Being open to learning and recognising different perspectives is essential. We all have different starting points, so our priorities and how we interpret situations can vary.

That’s the beauty of a multidisciplinary team, you are surrounded by a range of expertise.

If you are concerned you are not being taken seriously, I would advise challenging that, but do so with an open mind. Sometimes people don't recognise the starting point of other people, and their perception of the same situation is different. Building mutual respect starts with acknowledging those differences.

Kareena Miller, deputy head of social work and vulnerable people, King's College Hospital NHS Foundation Trust

Kings is unique in its approach to multidisciplinary working, having a social work department of 33 practitioners working across specialist children and adults hospital clinical teams.
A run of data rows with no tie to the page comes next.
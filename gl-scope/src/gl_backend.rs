//! [`Driver`] implementation on top of the `gl` crate.
//!
//! Every function here assumes a current OpenGL 3.3+ context on the calling thread.

use crate::driver::{
    AttribLayout, BufferTarget, ComponentType, Driver, Handle, ObjectKind, ShaderStage, Slot,
    UniformValue, Usage,
};
use crate::errors::DriverError;
use gl::types::{GLchar, GLenum, GLint, GLintptr, GLsizei, GLsizeiptr, GLuint};
use std::ffi::{c_void, CStr, CString};
use std::ptr::null;

pub fn explode_if_gl_error() -> Result<(), DriverError> {
    let mut last_err = None;
    loop {
        let err = unsafe { gl::GetError() };
        if err == gl::NO_ERROR {
            break;
        } else {
            last_err = Some(err);
        }
    }

    match last_err {
        Some(e) => Err(DriverError::new(e)),
        None => Ok(()),
    }
}

/// Discard errors left behind by earlier calls so they are not blamed on the next one.
fn drain_stale_errors() {
    if let Err(e) = explode_if_gl_error() {
        log::warn!("discarding stale GL error {}", e);
    }
}

/// A non-zero name is a live object even when the call raised an error.
fn allocation_outcome(kind: ObjectKind, raw: GLuint, status: Result<(), DriverError>) -> Handle {
    if let Err(e) = status {
        if raw == 0 {
            log::error!("allocating {:?}: {}", kind, e);
        } else {
            log::warn!("allocating {:?} raised {} but returned #{}", kind, e, raw);
        }
    }
    Handle::new(raw)
}

/// The byte offset of an attribute, spelled the way `glVertexAttribPointer` wants it.
/// Not a pointer; never dereference it.
fn gl_offset(offset: usize) -> *const c_void {
    offset as *const c_void
}

fn buffer_target(target: BufferTarget) -> GLenum {
    match target {
        BufferTarget::Array => gl::ARRAY_BUFFER,
        BufferTarget::ElementArray => gl::ELEMENT_ARRAY_BUFFER,
        BufferTarget::CopyRead => gl::COPY_READ_BUFFER,
        BufferTarget::CopyWrite => gl::COPY_WRITE_BUFFER,
        BufferTarget::PixelPack => gl::PIXEL_PACK_BUFFER,
        BufferTarget::PixelUnpack => gl::PIXEL_UNPACK_BUFFER,
        BufferTarget::Texture => gl::TEXTURE_BUFFER,
        BufferTarget::TransformFeedback => gl::TRANSFORM_FEEDBACK_BUFFER,
        BufferTarget::Uniform => gl::UNIFORM_BUFFER,
    }
}

fn shader_flavor(stage: ShaderStage) -> GLenum {
    match stage {
        ShaderStage::Vertex => gl::VERTEX_SHADER,
        ShaderStage::Fragment => gl::FRAGMENT_SHADER,
        ShaderStage::Geometry => gl::GEOMETRY_SHADER,
        ShaderStage::Compute => gl::COMPUTE_SHADER,
    }
}

fn usage_hint(usage: Usage) -> GLenum {
    match usage {
        Usage::StreamDraw => gl::STREAM_DRAW,
        Usage::StaticDraw => gl::STATIC_DRAW,
        Usage::DynamicDraw => gl::DYNAMIC_DRAW,
    }
}

fn type_code(ty: ComponentType) -> GLenum {
    match ty {
        ComponentType::Byte => gl::BYTE,
        ComponentType::UnsignedByte => gl::UNSIGNED_BYTE,
        ComponentType::Short => gl::SHORT,
        ComponentType::UnsignedShort => gl::UNSIGNED_SHORT,
        ComponentType::Int => gl::INT,
        ComponentType::UnsignedInt => gl::UNSIGNED_INT,
        ComponentType::HalfFloat => gl::HALF_FLOAT,
        ComponentType::Float => gl::FLOAT,
        ComponentType::Double => gl::DOUBLE,
    }
}

/// Info logs come back as `GLchar`s; `written` excludes the NUL terminator.
fn read_info_log(
    length: GLint,
    fetch: impl FnOnce(GLsizei, &mut GLsizei, *mut GLchar),
) -> Vec<u8> {
    if length <= 0 {
        return Vec::new();
    }
    let mut log = vec![0u8; length as usize];
    let mut written: GLsizei = 0;
    fetch(length, &mut written, log.as_mut_ptr() as *mut GLchar);
    log.truncate(written.clamp(0, length) as usize);
    log
}

//

/// The OpenGL driver. Holds no state of its own; the context is whatever is current.
#[derive(Copy, Clone, Debug, Default)]
pub struct GlDriver;

impl GlDriver {
    /// Load the GL entry points using the platform's `GetProcAddress`
    /// (e.g. `glutin`'s `display.get_proc_address`).
    pub fn load_with(loader: impl FnMut(&'static str) -> *const c_void) -> Self {
        gl::load_with(loader);
        Self
    }
}

impl Driver for GlDriver {
    fn allocate(&self, kind: ObjectKind) -> Handle {
        drain_stale_errors();
        let raw: GLuint = match kind {
            ObjectKind::VertexArray => {
                let mut rval = 0;
                unsafe { gl::GenVertexArrays(1, &mut rval) };
                rval
            }
            ObjectKind::Buffer => {
                let mut rval = 0;
                unsafe { gl::GenBuffers(1, &mut rval) };
                rval
            }
            ObjectKind::Shader(stage) => unsafe { gl::CreateShader(shader_flavor(stage)) },
            ObjectKind::Program => unsafe { gl::CreateProgram() },
        };
        allocation_outcome(kind, raw, explode_if_gl_error())
    }

    fn release(&self, kind: ObjectKind, handle: Handle) {
        let raw = handle.raw();
        unsafe {
            match kind {
                ObjectKind::VertexArray => gl::DeleteVertexArrays(1, &raw),
                ObjectKind::Buffer => gl::DeleteBuffers(1, &raw),
                ObjectKind::Shader(_) => gl::DeleteShader(raw),
                ObjectKind::Program => gl::DeleteProgram(raw),
            }
        }
    }

    fn bind(&self, slot: Slot, handle: Handle) {
        let raw = handle.raw();
        unsafe {
            match slot {
                Slot::VertexArray => gl::BindVertexArray(raw),
                Slot::Buffer(target) => gl::BindBuffer(buffer_target(target), raw),
                Slot::Program => gl::UseProgram(raw),
            }
        }
    }

    fn upload(&self, target: BufferTarget, bytes: &[u8], usage: Usage) -> Result<(), DriverError> {
        drain_stale_errors();
        unsafe {
            gl::BufferData(
                buffer_target(target),
                bytes.len() as GLsizeiptr,
                bytes.as_ptr() as *const c_void,
                usage_hint(usage),
            )
        }
        explode_if_gl_error()
    }

    fn upload_sub(&self, target: BufferTarget, offset: usize, bytes: &[u8]) -> Result<(), DriverError> {
        drain_stale_errors();
        unsafe {
            gl::BufferSubData(
                buffer_target(target),
                offset as GLintptr,
                bytes.len() as GLsizeiptr,
                bytes.as_ptr() as *const c_void,
            )
        }
        explode_if_gl_error()
    }

    fn enable_attrib(&self, index: u32) {
        unsafe { gl::EnableVertexAttribArray(index) }
    }

    fn disable_attrib(&self, index: u32) {
        unsafe { gl::DisableVertexAttribArray(index) }
    }

    fn describe(&self, layout: &AttribLayout) {
        let normalized = if layout.normalized { gl::TRUE } else { gl::FALSE };
        unsafe {
            gl::VertexAttribPointer(
                layout.index,
                layout.components,
                type_code(layout.component_type),
                normalized,
                layout.stride as GLsizei,
                gl_offset(layout.offset),
            )
        }
    }

    fn submit_source(&self, unit: Handle, text: &str) {
        let bytes = text.as_bytes();
        let strings = [bytes.as_ptr() as *const GLchar];
        let lengths = [bytes.len() as GLint];
        unsafe { gl::ShaderSource(unit.raw(), 1, strings.as_ptr(), lengths.as_ptr()) };
    }

    fn compile(&self, unit: Handle) -> bool {
        let mut is_compiled = 0;
        unsafe {
            gl::CompileShader(unit.raw());
            gl::GetShaderiv(unit.raw(), gl::COMPILE_STATUS, &mut is_compiled);
        }
        is_compiled != 0
    }

    fn shader_log(&self, unit: Handle) -> Vec<u8> {
        let mut max_length = 0;
        unsafe { gl::GetShaderiv(unit.raw(), gl::INFO_LOG_LENGTH, &mut max_length) };
        read_info_log(max_length, |len, written, buf| unsafe {
            gl::GetShaderInfoLog(unit.raw(), len, written, buf)
        })
    }

    fn attach(&self, program: Handle, unit: Handle) {
        unsafe { gl::AttachShader(program.raw(), unit.raw()) }
    }

    fn detach(&self, program: Handle, unit: Handle) {
        unsafe { gl::DetachShader(program.raw(), unit.raw()) }
    }

    fn validate(&self, program: Handle) {
        unsafe { gl::ValidateProgram(program.raw()) }
    }

    fn link(&self, program: Handle) -> bool {
        let mut link_status = 0;
        unsafe {
            gl::LinkProgram(program.raw());
            gl::GetProgramiv(program.raw(), gl::LINK_STATUS, &mut link_status);
        }
        link_status != 0
    }

    fn program_log(&self, program: Handle) -> Vec<u8> {
        let mut max_length = 0;
        unsafe { gl::GetProgramiv(program.raw(), gl::INFO_LOG_LENGTH, &mut max_length) };
        read_info_log(max_length, |len, written, buf| unsafe {
            gl::GetProgramInfoLog(program.raw(), len, written, buf)
        })
    }

    fn uniform_location(&self, program: Handle, name: &str) -> Option<i32> {
        let c_name = CString::new(name).ok()?;
        let rval = unsafe { gl::GetUniformLocation(program.raw(), c_name.as_ptr()) };
        (rval >= 0).then_some(rval)
    }

    fn attrib_location(&self, program: Handle, name: &str) -> Option<u32> {
        let c_name = CString::new(name).ok()?;
        let rval = unsafe { gl::GetAttribLocation(program.raw(), c_name.as_ptr()) };
        (rval >= 0).then_some(rval as u32)
    }

    fn set_uniform(&self, location: i32, value: &UniformValue) {
        unsafe {
            match *value {
                UniformValue::Int(v) => gl::Uniform1i(location, v),
                UniformValue::Int2([x, y]) => gl::Uniform2i(location, x, y),
                UniformValue::Int3([x, y, z]) => gl::Uniform3i(location, x, y, z),
                UniformValue::Int4([x, y, z, w]) => gl::Uniform4i(location, x, y, z, w),
                UniformValue::Float(v) => gl::Uniform1f(location, v),
                UniformValue::Float2([x, y]) => gl::Uniform2f(location, x, y),
                UniformValue::Float3([x, y, z]) => gl::Uniform3f(location, x, y, z),
                UniformValue::Float4([x, y, z, w]) => gl::Uniform4f(location, x, y, z, w),
                UniformValue::Bool(b) => gl::Uniform1i(location, b as GLint),
                UniformValue::Mat4(m) => gl::UniformMatrix4fv(location, 1, gl::FALSE, m.as_ptr()),
            }
        }
    }
}

//

/// Lowest driver debug severity forwarded to the `log` crate.
#[derive(Copy, Clone, Debug, Default, PartialEq, Eq)]
pub enum DebugSeverity {
    /// everything, including notifications
    #[default]
    Any,
    Low,
    Medium,
    High,
}

fn severity_name(severity: GLenum) -> Option<(&'static str, log::Level)> {
    match severity {
        gl::DEBUG_SEVERITY_NOTIFICATION => Some(("NOTIFICATION", log::Level::Debug)),
        gl::DEBUG_SEVERITY_LOW => Some(("LOW", log::Level::Info)),
        gl::DEBUG_SEVERITY_MEDIUM => Some(("MEDIUM", log::Level::Warn)),
        gl::DEBUG_SEVERITY_HIGH => Some(("HIGH", log::Level::Error)),
        _ => None,
    }
}

extern "system" fn gl_debug_callback(
    _source: GLenum,
    _gltype: GLenum,
    id: GLuint,
    severity: GLenum,
    _length: GLsizei,
    message: *const GLchar,
    _user_param: *mut c_void,
) {
    if message.is_null() {
        return;
    }
    let msg = unsafe { CStr::from_ptr(message) }.to_string_lossy();
    match severity_name(severity) {
        Some((name, level)) => log::log!(target: "OpenGL", level, "[{}] {}: {}", name, id, msg),
        None => log::error!(target: "OpenGL", "[0x{:x}] {}: {}", severity, id, msg),
    }
}

/// Route driver debug output to `log`. Call once the context is current.
pub fn start_debug_logger(minimum: DebugSeverity) {
    unsafe {
        gl::Enable(gl::DEBUG_OUTPUT);
        // synchronous, so a message is logged before the offending call returns
        gl::Enable(gl::DEBUG_OUTPUT_SYNCHRONOUS);
    }
    if !gl::DebugMessageCallback::is_loaded() {
        log::error!("glDebugMessageCallback is unavailable, was the context created yet?");
        return;
    }
    unsafe {
        gl::DebugMessageCallback(Some(gl_debug_callback), null());
        // start from nothing, then open up from the requested severity upward
        gl::DebugMessageControl(gl::DONT_CARE, gl::DONT_CARE, gl::DONT_CARE, 0, null(), gl::FALSE);
        let levels: &[GLenum] = match minimum {
            DebugSeverity::Any => &[
                gl::DEBUG_SEVERITY_NOTIFICATION,
                gl::DEBUG_SEVERITY_LOW,
                gl::DEBUG_SEVERITY_MEDIUM,
                gl::DEBUG_SEVERITY_HIGH,
            ],
            DebugSeverity::Low => &[
                gl::DEBUG_SEVERITY_LOW,
                gl::DEBUG_SEVERITY_MEDIUM,
                gl::DEBUG_SEVERITY_HIGH,
            ],
            DebugSeverity::Medium => &[gl::DEBUG_SEVERITY_MEDIUM, gl::DEBUG_SEVERITY_HIGH],
            DebugSeverity::High => &[gl::DEBUG_SEVERITY_HIGH],
        };
        for &level in levels {
            gl::DebugMessageControl(gl::DONT_CARE, gl::DONT_CARE, level, 0, null(), gl::TRUE);
        }
    }
    if let Err(e) = explode_if_gl_error() {
        log::warn!("enabling debug output: {}", e);
    }
}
We work on safeguarding and then we've got all our periphery services, such as mental health, violence reduction, homelessness or learning disabilities, all under one roof. So we think about how we're addressing all of those vulnerabilities across acute hospitals and outpatient care.

It's a highly collaborative environment. Departments often appreciate our support and expertise, especially around things like the Deprivation of Liberty Safeguards, the Mental Capacity Act, best interest meetings and the Court of Protection. While our practitioners mostly hold non-statutory psychosocial roles, safeguarding is a core social work skill, and so we frequently provide support and guidance.

Overall, it’s been great. Naturally, there are occasional clashes due to differences in disciplines, models or understanding. With 33 practitioners embedded across 19 clinical multidisciplinary teams, many of which are very medically specialised, some friction is inevitable.

Many of our social workers work autonomously. Some roles sit under me but many report to clinical consultants. So social workers will sometimes report feeling isolated. Being the only social worker in a team can be particularly challenging when it comes to discussions around advocacy, mental capacity and best interests. These difficulties often stem from gaps in the team’s understanding of these processes.

So we do lots of training. For example, I run a two-hour workshop for medical students around ethics and mental capacity, and we have a compulsory adult safeguarding training programme. A lot of our work centres around communication and relationship-building.

What’s key in this setting is patience, respect, and confidence in using your legal knowledge, theory and models. When presenting a theory or challenging a perspective, you need to offer an articulate, evidence-based explanation. Be curious and open to dialogue.

I think there’s also real value to face-to-face working. It is hard to form relationships if you're not present. When joining or forming multidisciplinary teams, social workers need to prioritise in-person communication wherever possible. Those informal conversations - getting to know people’s mannerisms and building trust - are invaluable.

We don’t talk enough about what’s lost when we’re not regularly working and talking together. Flexible working is great for personal circumstances, but is it always great for social work practice? That’s something we need to reflect on.